* **WHAT YOU WILL DO**: Find "pub struct AccountUpsert<'a>" in the data, then restate the line it sits in and every later line word for word, ending with the last line.

* **Saved entries**:
*-*-*

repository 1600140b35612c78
//! Module containing concrete implementations from the [core](crate::core) module.

/// Logo storage implementations.
pub mod logo;

/// Repository implementations.
pub mod repo;

/// Application state configuration.
pub mod state;

/// HTTP server implementation.
#[cfg(feature = "http")]
pub mod server;
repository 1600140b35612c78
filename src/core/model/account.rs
use chrono::{DateTime, Utc};
use serde::Serialize;

/// Account roles.
#[derive(Debug, Clone, Copy, PartialEq, Eq, Serialize, sqlx::Type)]
#[sqlx(type_name = "user_role", rename_all = "lowercase")]
#[serde(rename_all = "lowercase")]
pub enum Role {
    Admin,
    User,
}

impl std::fmt::Display for Role {
    fn fmt(&self, f: &mut std::fmt::Formatter<'_>) -> std::fmt::Result {
        match self {
            Role::Admin => write!(f, "admin"),
            Role::User => write!(f, "user"),
        }
    }
}

/// Main account model for the `users` table.
#[derive(Debug, Clone, Serialize, sqlx::FromRow)]
pub struct Account {
    pub id: i64,
    pub name: String,

    /// Unique, used as the upsert key.
    pub email: String,

    /// Argon2 PHC string.
    #[serde(skip_serializing)]
    pub password: String,

    pub role: Role,

    pub created_at: DateTime<Utc>,
    pub updated_at: DateTime<Utc>,
}

/// DTO for upserting by email. `password` must already be hashed.
#[derive(Debug, Clone, Copy)]
pub struct AccountUpsert<'a> {
    pub name: &'a str,
    pub email: &'a str,
    pub password: &'a str,
    pub role: Role,
}
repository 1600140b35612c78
pub mod pg;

*-*-*

* **RESPONSE TO THE EXERCISE**:
pub struct AccountUpsert<'a> {
    pub name: &'a str,
    pub email: &'a str,
    pub password: &'a str,
    pub role: Role,
}
repository 1600140b35612c78
pub mod pg;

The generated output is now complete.